Creating a new speaker role at Stormont will poison the atmosphere in the Assembly and produce new inequalities, MLAs have warned.
The DUP and Sinn Fein's proposal to share the post of principal deputy speaker will further exclude the minor parties and send the wrong message to the public, the SDLP claimed.
The main parties in the power-sharing administration intend to promote Sinn Fein Deputy Speaker Francie Molloy to the new position before he swaps roles with current Speaker Willie Hay in three years.
Mr Molloy is one of three deputy speakers along with the SDLP's John Dallat and the UUP's Roy Beggs. The SDLP, Ulster Unionists and Jim Allister's TUV tabled a motion proposing that when the role is created it should be shared among the other deputies on a yearly rota.

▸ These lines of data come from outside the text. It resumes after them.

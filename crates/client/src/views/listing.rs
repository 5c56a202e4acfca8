//! Paginated product listing.
//!
//! Load order is total page count first, then page 0. Moving between pages
//! re-fetches only the page; the total is fetched once per load.

use std::num::NonZeroU32;

use marketplace_core::{PageCursor, Product, ProductId};
use tracing::instrument;

use super::{Flash, RequestSeq, Ticket};
use crate::api::{ApiError, MarketplaceApi};

/// One table row of the public listing.
#[derive(Debug, Clone, PartialEq, Eq)]
pub struct ListingRow {
    pub id: ProductId,
    pub image: Option<String>,
    pub name: String,
    pub description: String,
    pub price: String,
    pub quantity: i32,
}

/// Everything the listing page displays.
#[derive(Debug, Clone, PartialEq, Eq)]
pub struct ListingViewModel {
    pub rows: Vec<ListingRow>,
    pub page_label: String,
    pub prev_enabled: bool,
    pub next_enabled: bool,
    pub flash: Option<Flash>,
}

/// A page fetch that has been issued but not yet applied.
#[derive(Debug, Clone, Copy)]
pub struct PageRequest {
    ticket: Ticket,
    pub page_index: u32,
    pub skip: u64,
    pub limit: NonZeroU32,
}

/// State of the public listing page.
pub struct ListingView {
    api: MarketplaceApi,
    cursor: PageCursor,
    products: Vec<Product>,
    seq: RequestSeq,
    flash: Option<Flash>,
}

impl ListingView {
    #[must_use]
    pub fn new(api: MarketplaceApi, page_size: NonZeroU32) -> Self {
        Self {
            api,
            cursor: PageCursor::new(page_size),
            products: Vec::new(),
            seq: RequestSeq::new(),
            flash: None,
        }
    }

    #[must_use]
    pub const fn cursor(&self) -> &PageCursor {
        &self.cursor
    }

    #[must_use]
    pub const fn api(&self) -> &MarketplaceApi {
        &self.api
    }

    /// Initial load: fetch the page count, then the first page if any.
    #[instrument(level = "debug", skip(self))]
    pub async fn load(&mut self) {
        let total = self.api.total_pages(self.cursor.page_size()).await;
        self.apply_total_pages(total);
        if self.cursor.has_pages() {
            self.show_page(0).await;
        }
    }

    /// Record the outcome of the total-pages fetch.
    ///
    /// On failure the total stays unknown, so both directions stay disabled.
    pub fn apply_total_pages(&mut self, result: Result<u32, ApiError>) {
        match result {
            Ok(total) => {
                tracing::debug!(total, "Total pages fetched");
                self.cursor.set_total_pages(total);
                if total == 0 {
                    self.products.clear();
                }
            }
            Err(e) => {
                tracing::warn!(error = %e, "Failed to fetch total pages");
                self.flash = Some(Flash::error(format!("Error fetching total pages: {e}")));
            }
        }
    }

    /// Issue a fetch for `page_index`.
    ///
    /// Returns `None` if the page is out of range (or the total is unknown).
    /// Issuing a request makes every earlier outstanding request stale.
    #[must_use]
    pub fn request_page(&self, page_index: u32) -> Option<PageRequest> {
        if !self.cursor.contains(page_index) {
            return None;
        }
        Some(PageRequest {
            ticket: self.seq.issue(),
            page_index,
            skip: self.cursor.offset_of(page_index),
            limit: self.cursor.page_size(),
        })
    }

    /// Apply the response to `request`.
    ///
    /// Returns `false` if a newer request has been issued since, in which
    /// case the response is dropped and nothing changes. A failed fetch
    /// keeps the current rows and page.
    pub fn apply_page(
        &mut self,
        request: PageRequest,
        result: Result<Vec<Product>, ApiError>,
    ) -> bool {
        if !self.seq.is_current(request.ticket) {
            tracing::debug!(page = request.page_index, "Discarding stale page response");
            return false;
        }
        match result {
            Ok(products) => {
                self.cursor.move_to(request.page_index);
                self.products = products;
                self.flash = None;
            }
            Err(e) => {
                tracing::warn!(page = request.page_index, error = %e, "Failed to fetch products");
                self.flash = Some(Flash::error(format!("Error fetching products: {e}")));
            }
        }
        true
    }

    /// Fetch and display `page_index`. Returns `false` if it was out of range.
    pub async fn show_page(&mut self, page_index: u32) -> bool {
        let Some(request) = self.request_page(page_index) else {
            return false;
        };
        let result = self.api.products(request.skip, request.limit).await;
        self.apply_page(request, result)
    }

    /// Advance one page. Does nothing when the next button is disabled.
    pub async fn next(&mut self) -> bool {
        match self.cursor.next_index() {
            Some(index) => self.show_page(index).await,
            None => false,
        }
    }

    /// Go back one page. Does nothing when the previous button is disabled.
    pub async fn prev(&mut self) -> bool {
        match self.cursor.prev_index() {
            Some(index) => self.show_page(index).await,
            None => false,
        }
    }

    #[must_use]
    pub fn view_model(&self) -> ListingViewModel {
        render_listing(&self.cursor, &self.products, self.flash.clone())
    }
}

/// Map listing state to what the page shows.
#[must_use]
pub fn render_listing(
    cursor: &PageCursor,
    products: &[Product],
    flash: Option<Flash>,
) -> ListingViewModel {
    let rows = if cursor.has_pages() {
        products.iter().map(listing_row).collect()
    } else {
        Vec::new()
    };
    ListingViewModel {
        rows,
        page_label: cursor.label(),
        prev_enabled: cursor.can_prev(),
        next_enabled: cursor.can_next(),
        flash,
    }
}

fn listing_row(product: &Product) -> ListingRow {
    ListingRow {
        id: product.id,
        image: product.image.clone(),
        name: product.name.clone(),
        description: product.description.clone(),
        price: product.price.to_string(),
        quantity: product.quantity,
    }
}

#[cfg(test)]
#[allow(clippy::unwrap_used)]
mod tests {
    use marketplace_core::Price;
    use reqwest::StatusCode;

    use super::*;
    use crate::api::ApiClient;
    use crate::config::ClientConfig;

    fn view(page_size: u32) -> ListingView {
        let config = ClientConfig::for_api_url("http://127.0.0.1:1").unwrap();
        let api = MarketplaceApi::new(ApiClient::new(&config).unwrap());
        ListingView::new(api, NonZeroU32::new(page_size).unwrap())
    }

    fn product(id: i32) -> Product {
        Product {
            id: ProductId::new(id),
            name: format!("Item {id}"),
            description: "desc".to_owned(),
            price: "3.5".parse::<Price>().unwrap(),
            quantity: id,
            image: Some(format!("{id}.png")),
            owner_address: None,
        }
    }

    fn http_error() -> ApiError {
        ApiError::Http {
            status: StatusCode::INTERNAL_SERVER_ERROR,
            message: "boom".to_owned(),
            body: None,
        }
    }

    #[test]
    fn test_initial_state_disables_everything() {
        let model = view(10).view_model();
        assert!(model.rows.is_empty());
        assert!(!model.prev_enabled);
        assert!(!model.next_enabled);
        assert_eq!(model.page_label, "Page: 0 of 0");
    }

    #[test]
    fn test_zero_total_pages_issues_no_page_request() {
        let mut view = view(10);
        view.apply_total_pages(Ok(0));
        assert!(view.request_page(0).is_none());

        let model = view.view_model();
        assert!(model.rows.is_empty());
        assert!(!model.prev_enabled);
        assert!(!model.next_enabled);
    }

    #[test]
    fn test_request_page_computes_skip() {
        let mut view = view(10);
        view.apply_total_pages(Ok(5));
        let request = view.request_page(3).unwrap();
        assert_eq!(request.skip, 30);
        assert_eq!(request.limit.get(), 10);
        assert!(view.request_page(5).is_none());
    }

    #[test]
    fn test_apply_page_renders_rows_and_buttons() {
        let mut view = view(2);
        view.apply_total_pages(Ok(3));

        let request = view.request_page(0).unwrap();
        assert!(view.apply_page(request, Ok(vec![product(1), product(2)])));

        let model = view.view_model();
        assert_eq!(model.page_label, "Page: 1 of 3");
        assert!(!model.prev_enabled);
        assert!(model.next_enabled);
        assert_eq!(model.rows.len(), 2);
        assert_eq!(model.rows[0].price, "3.50");
        assert_eq!(model.rows[1].image.as_deref(), Some("2.png"));
    }

    #[test]
    fn test_walk_to_last_page_disables_next() {
        let mut view = view(1);
        view.apply_total_pages(Ok(3));
        for index in 0..3 {
            let request = view.request_page(index).unwrap();
            view.apply_page(request, Ok(vec![product(i32::try_from(index).unwrap())]));
        }
        let model = view.view_model();
        assert_eq!(view.cursor().page_index(), 2);
        assert_eq!(model.page_label, "Page: 3 of 3");
        assert!(model.prev_enabled);
        assert!(!model.next_enabled);
    }

    #[test]
    fn test_stale_response_is_discarded() {
        let mut view = view(1);
        view.apply_total_pages(Ok(3));

        let older = view.request_page(1).unwrap();
        let newer = view.request_page(2).unwrap();

        assert!(view.apply_page(newer, Ok(vec![product(3)])));
        assert!(!view.apply_page(older, Ok(vec![product(2)])));

        assert_eq!(view.cursor().page_index(), 2);
        assert_eq!(view.view_model().rows[0].id, ProductId::new(3));
    }

    #[test]
    fn test_failed_page_keeps_previous_rows() {
        let mut view = view(1);
        view.apply_total_pages(Ok(2));
        let first = view.request_page(0).unwrap();
        view.apply_page(first, Ok(vec![product(1)]));

        let second = view.request_page(1).unwrap();
        assert!(view.apply_page(second, Err(http_error())));

        let model = view.view_model();
        assert_eq!(view.cursor().page_index(), 0);
        assert_eq!(model.rows[0].id, ProductId::new(1));
        assert!(model.flash.unwrap().text.contains("boom"));
    }

    #[test]
    fn test_failed_total_pages_sets_flash() {
        let mut view = view(10);
        view.apply_total_pages(Err(http_error()));
        let model = view.view_model();
        assert!(model.flash.is_some());
        assert!(!model.next_enabled);
    }

    #[tokio::test]
    async fn test_next_and_prev_are_noops_when_disabled() {
        let mut view = view(10);
        view.apply_total_pages(Ok(1));
        assert!(!view.next().await);
        assert!(!view.prev().await);
    }
}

Conall McDevitt, SDLP South Belfast representative, said: "I think it is critically important we do debate this because the impact of this is going to impact the culture of this house.
"The thing that concerns me most is that we are seeking to redefine equality in this house. Equality has gone from, we all come here and share the burden of responsibility in an equal way ... to Sinn Fein and the DUP are more equal than others."

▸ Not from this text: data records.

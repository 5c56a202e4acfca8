//! Marketplace backend REST client.
//!
//! # Architecture
//!
//! - [`ApiClient`] is the untyped transport: JSON, multipart and delete
//!   requests against a fixed origin, with bearer auth attached when the
//!   client carries a session token
//! - [`MarketplaceApi`] layers one typed method per backend endpoint on top
//!
//! Network failures and HTTP failures are separate [`ApiError`] variants so
//! views can word their messages differently.

pub mod client;
pub mod marketplace;

pub use client::{ApiClient, ApiResponse, FormPart};
pub use marketplace::{
    ImageFile, LoginRequest, LoginResponse, MarketplaceApi, NewProduct, RegisterRequest,
};

use reqwest::StatusCode;
use thiserror::Error;

/// Errors that can occur when talking to the marketplace backend.
#[derive(Debug, Error)]
pub enum ApiError {
    /// No response was received (DNS, connection refused, timeout, reset).
    #[error("Network error: {0}")]
    Network(#[from] reqwest::Error),

    /// The backend answered with a non-success status.
    #[error("HTTP {status}: {message}")]
    Http {
        status: StatusCode,
        message: String,
        /// Parsed error body, when it was JSON.
        body: Option<serde_json::Value>,
    },

    /// A success response whose body did not have the expected shape.
    #[error("Unexpected response body: {0}")]
    Decode(#[from] serde_json::Error),

    /// An endpoint path could not be joined onto the base URL.
    #[error("Invalid endpoint path {path}: {source}")]
    InvalidPath {
        path: String,
        #[source]
        source: url::ParseError,
    },
}

impl ApiError {
    /// HTTP status of the failure, if a response was received.
    #[must_use]
    pub const fn status(&self) -> Option<StatusCode> {
        match self {
            Self::Http { status, .. } => Some(*status),
            _ => None,
        }
    }

    /// Whether the backend rejected the bearer token.
    #[must_use]
    pub fn is_unauthorized(&self) -> bool {
        self.status() == Some(StatusCode::UNAUTHORIZED)
    }

    /// Whether no response was received at all.
    #[must_use]
    pub const fn is_network(&self) -> bool {
        matches!(self, Self::Network(_))
    }
}

/// Pull a human-readable message out of an error response body.
///
/// Understands `{"detail": "..."}`, `{"error": "..."}` and
/// `{"message": "..."}`; anything else falls back to the raw text, then to
/// the status reason phrase.
pub(crate) fn error_message(
    status: StatusCode,
    body: Option<&serde_json::Value>,
    text: &str,
) -> String {
    let from_json = body.and_then(|value| {
        ["detail", "error", "message"]
            .iter()
            .find_map(|key| value.get(*key).and_then(serde_json::Value::as_str))
    });

    if let Some(message) = from_json {
        return message.to_owned();
    }
    let text = text.trim();
    if !text.is_empty() {
        return text.to_owned();
    }
    status
        .canonical_reason()
        .unwrap_or("request failed")
        .to_owned()
}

While the Assembly has already voted to create the post, MLAs debated the procedural changes needed to introduce the role. Mr McDevitt's party colleague Albann Maginness stressed that a principal deputy speaker would have no greater legal status but warned that the DUP and Sinn Fein may work to give the office holder new powers.
Mr Allister said no one had yet been able to provide any reason why such a position was needed, while the UUP's Danny Kinahan said the DUP/Sinn Fein deal was "another nail in the coffin of democracy in Northern Ireland".
But the main parties rejected the arguments outright. Sinn Fein's Gerry Kelly stressed there would be no extra pay for the new role, while the DUP's Trevor Clarke pointed out that the move brought the Assembly into line with other legislatures such as Westminster.
The SDLP, UUP and TUV proposal was voted down by DUP and Sinn Fein members.